In Rail-Free Wisconsin, More Good News Selling Points
It looks like Gov. Walker and his GOP allies have finally figured out a way to derail Milwaukee's proposed downtown/lower East side streetcar loop (he'd already axed a Milwaukee-Madison Amtrak line in 2011 and GOP legislators separately nixed a Milwaukee-Racine-Kenosha commuter train, too) for which utility customers might have had to catch a share of the costs.
Taxpayers share costs when transmission lines and other utility equipment need to be moved or switched out when legislatively-mandated state highway projects run into the millions and hundreds of millions of dollars - - but hey, no matter - - the streetcar is dead and a transportation double-standard is preserved.
Win-win!!
Good news, Bucky: Milwaukee won't be joining backwaters and failures like Charlotte, Houston, Dallas, Denver, New Orleans, Portland and Minneapolis that were flat-out ruined by their urban rail systems.
But wait: there's more.
Killing off trains and maintaining our major cities' rail-free status isn't the only drawing card for out-of-towners, business relocaters and entrepreneurs who might want to visit, spend some time and money, maybe open a business or treat this as the place to send the kids to college.
* Walker wants to drop the license fee for getting a chance to kill a Wisconsin wolf to just $50 - - heckuva deal for bargain hunters and a 50% discount from last year's outlandishly-costly blood-letting. And after adding mourning doves to the hunting season list, legislative sportsmen have set their sights on groundhogs and sandhill cranes, too.
Plus - - if activist liberal judges would just get out of the way, you just might be able to do a little owner-and-dog bonding in our great outdoors by being allowed to bring Fido and Spot along on the wolf hunt - - off-leash - - and let them show you just where the wolves are hiding.
* And more fun is on your Wisconsin itinerary.
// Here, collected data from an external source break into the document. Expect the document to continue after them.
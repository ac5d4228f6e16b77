use std::collections::HashMap;

use thiserror::Error;
use tokio::sync::{broadcast, mpsc, oneshot};
use tracing::{debug, info, warn};

use inbox_backend::{DataFacade, Subscription};
use inbox_types::events::InboxEvent;
use inbox_types::models::Message;
use inbox_types::profile::{ContactProfile, ContactStatus};

use crate::controller::{Inbox, InboxView};

const COMMAND_CAPACITY: usize = 64;
const EVENT_CAPACITY: usize = 256;

#[derive(Debug, Error)]
#[error("workspace is no longer running")]
pub struct WorkspaceClosed;

#[derive(Debug, Clone, Copy, PartialEq, Eq)]
pub enum SubmitOutcome {
    /// The insert went through; the row arrives through the subscription.
    Sent,
    /// The insert failed; the draft is kept.
    Failed,
    /// Blank input or no contact selected; nothing was sent.
    Ignored,
}

enum Command {
    Refresh { reply: oneshot::Sender<()> },
    Select { user_id: String, reply: oneshot::Sender<bool> },
    Submit { text: String, reply: oneshot::Sender<SubmitOutcome> },
    AddTag { user_id: String, tag: String, reply: oneshot::Sender<Option<bool>> },
    SetStatus { user_id: String, status: ContactStatus, reply: oneshot::Sender<bool> },
    SetNotes { user_id: String, notes: String, reply: oneshot::Sender<bool> },
    Snapshot { filter: Option<String>, reply: oneshot::Sender<InboxView> },
    Shutdown { reply: oneshot::Sender<()> },
}

/// Handle to one signed-in operator's inbox.
///
/// The state lives in a single task; every transition is a command sent to
/// it, and pushed rows from the active subscription are a second input of
/// the same loop.
#[derive(Clone)]
pub struct Workspace {
    operator_id: String,
    commands: mpsc::Sender<Command>,
    events: broadcast::Sender<InboxEvent>,
}

impl Workspace {
    pub fn spawn(
        operator_id: impl Into<String>,
        facade: DataFacade,
        profiles: HashMap<String, ContactProfile>,
    ) -> Self {
        let (commands, rx) = mpsc::channel(COMMAND_CAPACITY);
        let (events, _) = broadcast::channel(EVENT_CAPACITY);

        let actor = WorkspaceActor {
            facade,
            inbox: Inbox::new(profiles),
            subscription: None,
            events: events.clone(),
        };
        tokio::spawn(actor.run(rx));

        Self {
            operator_id: operator_id.into(),
            commands,
            events,
        }
    }

    pub fn operator_id(&self) -> &str {
        &self.operator_id
    }

    pub fn subscribe_events(&self) -> broadcast::Receiver<InboxEvent> {
        self.events.subscribe()
    }

    async fn request<T>(&self, build: impl FnOnce(oneshot::Sender<T>) -> Command) -> Result<T, WorkspaceClosed> {
        let (reply, rx) = oneshot::channel();
        self.commands
            .send(build(reply))
            .await
            .map_err(|_| WorkspaceClosed)?;
        rx.await.map_err(|_| WorkspaceClosed)
    }

    /// Reloads the contact list. A failed fetch keeps the previous list.
    pub async fn refresh(&self) -> Result<(), WorkspaceClosed> {
        self.request(|reply| Command::Refresh { reply }).await
    }

    /// Switches the open conversation. Returns false for an unknown contact.
    pub async fn select(&self, user_id: &str) -> Result<bool, WorkspaceClosed> {
        let user_id = user_id.to_string();
        self.request(|reply| Command::Select { user_id, reply }).await
    }

    pub async fn submit(&self, text: &str) -> Result<SubmitOutcome, WorkspaceClosed> {
        let text = text.to_string();
        self.request(|reply| Command::Submit { text, reply }).await
    }

    pub async fn add_tag(&self, user_id: &str, tag: &str) -> Result<Option<bool>, WorkspaceClosed> {
        let (user_id, tag) = (user_id.to_string(), tag.to_string());
        self.request(|reply| Command::AddTag { user_id, tag, reply }).await
    }

    pub async fn set_status(&self, user_id: &str, status: ContactStatus) -> Result<bool, WorkspaceClosed> {
        let user_id = user_id.to_string();
        self.request(|reply| Command::SetStatus { user_id, status, reply }).await
    }

    pub async fn set_notes(&self, user_id: &str, notes: &str) -> Result<bool, WorkspaceClosed> {
        let (user_id, notes) = (user_id.to_string(), notes.to_string());
        self.request(|reply| Command::SetNotes { user_id, notes, reply }).await
    }

    pub async fn snapshot(&self, filter: Option<&str>) -> Result<InboxView, WorkspaceClosed> {
        let filter = filter.map(str::to_string);
        self.request(|reply| Command::Snapshot { filter, reply }).await
    }

    /// Stops the task after tearing down its subscription.
    pub async fn shutdown(&self) {
        let _ = self.request(|reply| Command::Shutdown { reply }).await;
    }
}

struct WorkspaceActor {
    facade: DataFacade,
    inbox: Inbox,
    subscription: Option<Subscription>,
    events: broadcast::Sender<InboxEvent>,
}

async fn next_push(subscription: &mut Option<Subscription>) -> Option<Message> {
    match subscription {
        Some(sub) => sub.recv().await,
        None => std::future::pending().await,
    }
}

impl WorkspaceActor {
    async fn run(mut self, mut commands: mpsc::Receiver<Command>) {
        loop {
            tokio::select! {
                cmd = commands.recv() => {
                    let Some(cmd) = cmd else { break };
                    if !self.handle(cmd).await {
                        break;
                    }
                }
                pushed = next_push(&mut self.subscription) => {
                    match pushed {
                        Some(message) => self.receive(message),
                        None => {
                            warn!("Message subscription closed by backend");
                            self.subscription = None;
                        }
                    }
                }
            }
        }

        if let Some(sub) = self.subscription.take() {
            sub.unsubscribe().await;
        }
        debug!("Workspace stopped");
    }

    fn emit(&self, event: InboxEvent) {
        let _ = self.events.send(event);
    }

    /// Returns false once the workspace should stop.
    async fn handle(&mut self, cmd: Command) -> bool {
        match cmd {
            Command::Refresh { reply } => {
                if let Some(users) = self.facade.list_users().await {
                    let count = users.len();
                    if self.inbox.contacts_loaded(users) {
                        self.release_subscription().await;
                    }
                    self.emit(InboxEvent::ContactsLoaded { count });
                }
                let _ = reply.send(());
            }
            Command::Select { user_id, reply } => {
                let selected = self.select(&user_id).await;
                let _ = reply.send(selected);
            }
            Command::Submit { text, reply } => {
                let outcome = self.submit(&text).await;
                let _ = reply.send(outcome);
            }
            Command::AddTag { user_id, tag, reply } => {
                let added = self.inbox.add_tag(&user_id, &tag);
                if added == Some(true) {
                    self.emit(InboxEvent::ProfileUpdated { user_id });
                }
                let _ = reply.send(added);
            }
            Command::SetStatus { user_id, status, reply } => {
                let known = self.inbox.set_status(&user_id, status);
                if known {
                    self.emit(InboxEvent::ProfileUpdated { user_id });
                }
                let _ = reply.send(known);
            }
            Command::SetNotes { user_id, notes, reply } => {
                let known = self.inbox.set_notes(&user_id, &notes);
                if known {
                    self.emit(InboxEvent::ProfileUpdated { user_id });
                }
                let _ = reply.send(known);
            }
            Command::Snapshot { filter, reply } => {
                let _ = reply.send(self.inbox.view(filter.as_deref()));
            }
            Command::Shutdown { reply } => {
                self.release_subscription().await;
                let _ = reply.send(());
                return false;
            }
        }
        true
    }

    /// Tears down the previous subscription, registers the new one, then
    /// fetches history. Rows pushed while the fetch is in flight are merged
    /// by id, so nothing inserted in between is lost.
    async fn select(&mut self, user_id: &str) -> bool {
        // Reopening the live conversation keeps its subscription and thread.
        if self.inbox.selected() == Some(user_id) && self.subscription.is_some() {
            return true;
        }
        if !self.inbox.select(user_id) {
            return false;
        }

        self.release_subscription().await;
        self.subscription = self.facade.subscribe(user_id).await;

        if let Some(history) = self.facade.list_messages(user_id).await {
            self.inbox.history_loaded(user_id, history);
        }

        info!("Selected contact {} ({} messages)", user_id, self.inbox.thread().len());
        self.emit(InboxEvent::SelectionChanged {
            user_id: user_id.to_string(),
        });
        true
    }

    async fn release_subscription(&mut self) {
        if let Some(previous) = self.subscription.take() {
            debug!("Tearing down subscription for user {}", previous.user_id());
            previous.unsubscribe().await;
        }
    }

    async fn submit(&mut self, text: &str) -> SubmitOutcome {
        let Some((user_id, text)) = self.inbox.submission(text) else {
            return SubmitOutcome::Ignored;
        };

        let sent = self.facade.send_message(&user_id, &text).await;
        self.inbox.send_finished(sent);
        if sent {
            SubmitOutcome::Sent
        } else {
            SubmitOutcome::Failed
        }
    }

    fn receive(&mut self, message: Message) {
        if self.inbox.receive_push(message.clone()) {
            self.emit(InboxEvent::MessageAppended { message });
        }
    }
}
If some people up North would stop whining about their drinking water and fishing holes, a brand-new tourist attraction could open near Ashland close to Lake Superior with a green-light from the DNR: America's Largest Open-Pit Iron Ore Mine, where some stupid hills in the way of progress and super sightseeing right now attract but a few tree-huggers, backpackers, campers and anglers.
I mean, no one actually lives or maintains a culture there.
Hey, we might have 15,000 lakes, but seen one, seen 'em all: people will flock to watch mountain-top dynamiting and monster-trucking to get at and move iron-ore 1,000 feet deep and 22 miles long and help Uncle Sam balance a trade deficit with China.
* We're still rated #1 in easy OWI laws. Meaning there's a free pass from a criminal record with your name on it should you get pulled over by some quota-hunting/sobriety-hating copper for your first offense.
That'd be a crime in every other state, but not where the six-cents-per-gallon tax on beer brewing hasn't been raised since 1970.
Some kill-joy legislators are making fresh noises about taking away your Wisconsin-only right to get pinched for OWI here one time crime-free if you go over 0.15, or twice the legal limit of .08 - - but I think you can trust the liquor lobbies to keep that precious Wisconsin freedom to drive drunk get caught OWI once on the old-school books.
* And speaking of old school, some Wisconsin communities are going full nostalgia by returning to gravel roads.
Look - - budgets are tight, businesses need their tax breaks, and if you ask me, pavement is one of those luxuries - - like a streetcar (psst - - they mean "light rail," also known as a "stranger mover") jammed into one of the few big city downtowns nationally lucky enough to have escaped so far without one - - that are too darn expensive.
So screw pavement and crumbling roads, and streetcars, too. Raise a glass and pop for your $50 wolf pelt permit and be proud your state is open for business and closed to business that tends to develop along trolley lines.
Not that that's a contradiction.
And tune in later as we watch Scott Walker and his legislative allies further save the state by slapping down food stamp recipients, poor people's health insurance, public school funding, teacher salaries and drunk-driving regulations.
Let's put Wisconsin on the map.
5 comments:
Further: Texas has 400 workplace fatalities in a year. Wisconsin is WAY behind.
Although considering how dangerous mining is, maybe more mines might be the answer after all.
Wisconsinites are too stupid to consider long term benefits of public investment. Want to enjoy a higher quality of life? You have to leave.
Walker is against passenger rail only. He has included $60 million in his budget for improvements in freight rail from Reedsburg to Madison so Frac sand can be shipped either east or west.
What ever became of the $17M to WI Southern for that ROW improvement from Plymouth to Kohler?
Oddly enough, my good friend and I, both recent (3yrs) college graduates of UW (Milwaukee and Whitewater respectively) were discussing why we are leaving WI. Both of us were born and raised here and are actively involved in our communities. It's just getting hopeless, why further waste our time in a state that is devolving so fast it won't recover 'til we're 80? Tired and over it....we're getting out of it. Hello Austin.